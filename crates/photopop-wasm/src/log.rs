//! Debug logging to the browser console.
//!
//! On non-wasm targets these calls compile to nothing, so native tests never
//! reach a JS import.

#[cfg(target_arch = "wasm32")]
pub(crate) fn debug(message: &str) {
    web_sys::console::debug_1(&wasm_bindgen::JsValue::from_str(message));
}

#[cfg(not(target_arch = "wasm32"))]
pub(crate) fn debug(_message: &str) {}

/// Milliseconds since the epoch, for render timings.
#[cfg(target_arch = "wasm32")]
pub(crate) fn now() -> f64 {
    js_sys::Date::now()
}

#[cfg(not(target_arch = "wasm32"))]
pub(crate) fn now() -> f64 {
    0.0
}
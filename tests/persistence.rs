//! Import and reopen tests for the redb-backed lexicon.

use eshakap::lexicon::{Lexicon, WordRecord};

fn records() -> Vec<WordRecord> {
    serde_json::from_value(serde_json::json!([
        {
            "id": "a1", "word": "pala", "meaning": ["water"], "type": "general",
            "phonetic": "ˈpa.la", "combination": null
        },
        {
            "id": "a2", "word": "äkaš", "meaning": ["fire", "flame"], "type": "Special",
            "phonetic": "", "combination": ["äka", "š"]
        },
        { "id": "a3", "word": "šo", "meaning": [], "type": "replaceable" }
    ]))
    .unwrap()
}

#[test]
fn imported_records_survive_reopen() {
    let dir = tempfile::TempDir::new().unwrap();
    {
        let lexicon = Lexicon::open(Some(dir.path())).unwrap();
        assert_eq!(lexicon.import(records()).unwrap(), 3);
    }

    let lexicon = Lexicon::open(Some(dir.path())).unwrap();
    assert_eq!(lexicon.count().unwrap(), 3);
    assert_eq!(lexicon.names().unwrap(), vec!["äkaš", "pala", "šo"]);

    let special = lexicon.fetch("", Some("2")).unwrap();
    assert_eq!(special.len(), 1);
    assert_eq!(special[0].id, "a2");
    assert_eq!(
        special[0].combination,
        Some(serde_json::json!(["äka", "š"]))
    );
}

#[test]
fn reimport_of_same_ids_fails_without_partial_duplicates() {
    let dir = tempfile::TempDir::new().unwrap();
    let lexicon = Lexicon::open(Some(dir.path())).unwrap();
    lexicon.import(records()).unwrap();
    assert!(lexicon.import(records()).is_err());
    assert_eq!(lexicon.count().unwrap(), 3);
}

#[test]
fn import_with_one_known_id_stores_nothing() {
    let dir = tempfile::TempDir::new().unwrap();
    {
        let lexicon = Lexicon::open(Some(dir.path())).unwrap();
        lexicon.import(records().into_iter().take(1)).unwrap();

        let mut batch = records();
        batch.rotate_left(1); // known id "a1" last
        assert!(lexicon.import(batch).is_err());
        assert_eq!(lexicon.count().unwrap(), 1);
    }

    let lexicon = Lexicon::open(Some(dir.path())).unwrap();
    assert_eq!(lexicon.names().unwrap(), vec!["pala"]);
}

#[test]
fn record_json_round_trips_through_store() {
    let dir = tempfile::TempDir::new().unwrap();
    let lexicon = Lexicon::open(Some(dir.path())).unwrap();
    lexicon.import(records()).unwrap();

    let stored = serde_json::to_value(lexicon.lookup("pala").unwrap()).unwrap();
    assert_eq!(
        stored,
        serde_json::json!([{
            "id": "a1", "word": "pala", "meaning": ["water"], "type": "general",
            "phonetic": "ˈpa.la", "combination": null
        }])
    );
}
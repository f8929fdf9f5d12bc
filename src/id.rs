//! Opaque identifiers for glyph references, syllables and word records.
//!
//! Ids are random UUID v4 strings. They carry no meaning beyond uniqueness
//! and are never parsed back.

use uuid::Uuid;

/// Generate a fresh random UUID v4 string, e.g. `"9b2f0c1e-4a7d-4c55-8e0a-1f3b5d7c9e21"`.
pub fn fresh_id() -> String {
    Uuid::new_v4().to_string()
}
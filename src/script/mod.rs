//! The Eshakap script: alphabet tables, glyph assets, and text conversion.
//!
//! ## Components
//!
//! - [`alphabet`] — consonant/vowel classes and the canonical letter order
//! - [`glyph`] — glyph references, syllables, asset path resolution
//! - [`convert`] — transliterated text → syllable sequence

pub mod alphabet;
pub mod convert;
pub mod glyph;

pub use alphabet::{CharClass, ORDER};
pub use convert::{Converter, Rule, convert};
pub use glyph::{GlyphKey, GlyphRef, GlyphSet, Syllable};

★ ★ ★ ★ ★ ★ ★

**WHAT TO WORK ON:** All the records above are to be reproduced exactly.

**ANSWER AREA:**
filename crates/photopop-wasm/src/log.rs
//! Debug logging to the browser console.
//!
//! On non-wasm targets these calls compile to nothing, so native tests never
//! reach a JS import.

#[cfg(target_arch = "wasm32")]
pub(crate) fn debug(message: &str) {
    web_sys::console::debug_1(&wasm_bindgen::JsValue::from_str(message));
}

#[cfg(not(target_arch = "wasm32"))]
pub(crate) fn debug(_message: &str) {}

/// Milliseconds since the epoch, for render timings.
#[cfg(target_arch = "wasm32")]
pub(crate) fn now() -> f64 {
    js_sys::Date::now()
}

#[cfg(not(target_arch = "wasm32"))]
pub(crate) fn now() -> f64 {
    0.0
}
filename tests/persistence.rs
//! Import and reopen tests for the redb-backed lexicon.

use eshakap::lexicon::{Lexicon, WordRecord};

fn records() -> Vec<WordRecord> {
    serde_json::from_value(serde_json::json!([
        {
            "id": "a1", "word": "pala", "meaning": ["water"], "type": "general",
            "phonetic": "ˈpa.la", "combination": null
        },
        {
            "id": "a2", "word": "äkaš", "meaning": ["fire", "flame"], "type": "Special",
            "phonetic": "", "combination": ["äka", "š"]
        },
        { "id": "a3", "word": "šo", "meaning": [], "type": "replaceable" }
    ]))
    .unwrap()
}

#[test]
fn imported_records_survive_reopen() {
    let dir = tempfile::TempDir::new().unwrap();
    {
        let lexicon = Lexicon::open(Some(dir.path())).unwrap();
        assert_eq!(lexicon.import(records()).unwrap(), 3);
    }

    let lexicon = Lexicon::open(Some(dir.path())).unwrap();
    assert_eq!(lexicon.count().unwrap(), 3);
    assert_eq!(lexicon.names().unwrap(), vec!["äkaš", "pala", "šo"]);

    let special = lexicon.fetch("", Some("2")).unwrap();
    assert_eq!(special.len(), 1);
    assert_eq!(special[0].id, "a2");
    assert_eq!(
        special[0].combination,
        Some(serde_json::json!(["äka", "š"]))
    );
}

#[test]
fn reimport_of_same_ids_fails_without_partial_duplicates() {
    let dir = tempfile::TempDir::new().unwrap();
    let lexicon = Lexicon::open(Some(dir.path())).unwrap();
    lexicon.import(records()).unwrap();
    assert!(lexicon.import(records()).is_err());
    assert_eq!(lexicon.count().unwrap(), 3);
}

#[test]
fn import_with_one_known_id_stores_nothing() {
    let dir = tempfile::TempDir::new().unwrap();
    {
        let lexicon = Lexicon::open(Some(dir.path())).unwrap();
        lexicon.import(records().into_iter().take(1)).unwrap();

        let mut batch = records();
        batch.rotate_left(1); // known id "a1" last
        assert!(lexicon.import(batch).is_err());
        assert_eq!(lexicon.count().unwrap(), 1);
    }

    let lexicon = Lexicon::open(Some(dir.path())).unwrap();
    assert_eq!(lexicon.names().unwrap(), vec!["pala"]);
}

#[test]
fn record_json_round_trips_through_store() {
    let dir = tempfile::TempDir::new().unwrap();
    let lexicon = Lexicon::open(Some(dir.path())).unwrap();
    lexicon.import(records()).unwrap();

    let stored = serde_json::to_value(lexicon.lookup("pala").unwrap()).unwrap();
    assert_eq!(
        stored,
        serde_json::json!([{
            "id": "a1", "word": "pala", "meaning": ["water"], "type": "general",
            "phonetic": "ˈpa.la", "combination": null
        }])
    );
}
repository f8929fdf9f5d12bc
filename src/id.rs
//! Opaque identifiers for glyph references, syllables and word records.
//!
//! Ids are random UUID v4 strings. They carry no meaning beyond uniqueness
//! and are never parsed back.

use uuid::Uuid;

/// Generate a fresh random UUID v4 string, e.g. `"9b2f0c1e-4a7d-4c55-8e0a-1f3b5d7c9e21"`.
pub fn fresh_id() -> String {
    Uuid::new_v4().to_string()
}
filename src/script/mod.rs
//! The Eshakap script: alphabet tables, glyph assets, and text conversion.
//!
//! ## Components
//!
//! - [`alphabet`] — consonant/vowel classes and the canonical letter order
//! - [`glyph`] — glyph references, syllables, asset path resolution
//! - [`convert`] — transliterated text → syllable sequence

pub mod alphabet;
pub mod convert;
pub mod glyph;

pub use alphabet::{CharClass, ORDER};
pub use convert::{Converter, Rule, convert};
pub use glyph::{GlyphKey, GlyphRef, GlyphSet, Syllable};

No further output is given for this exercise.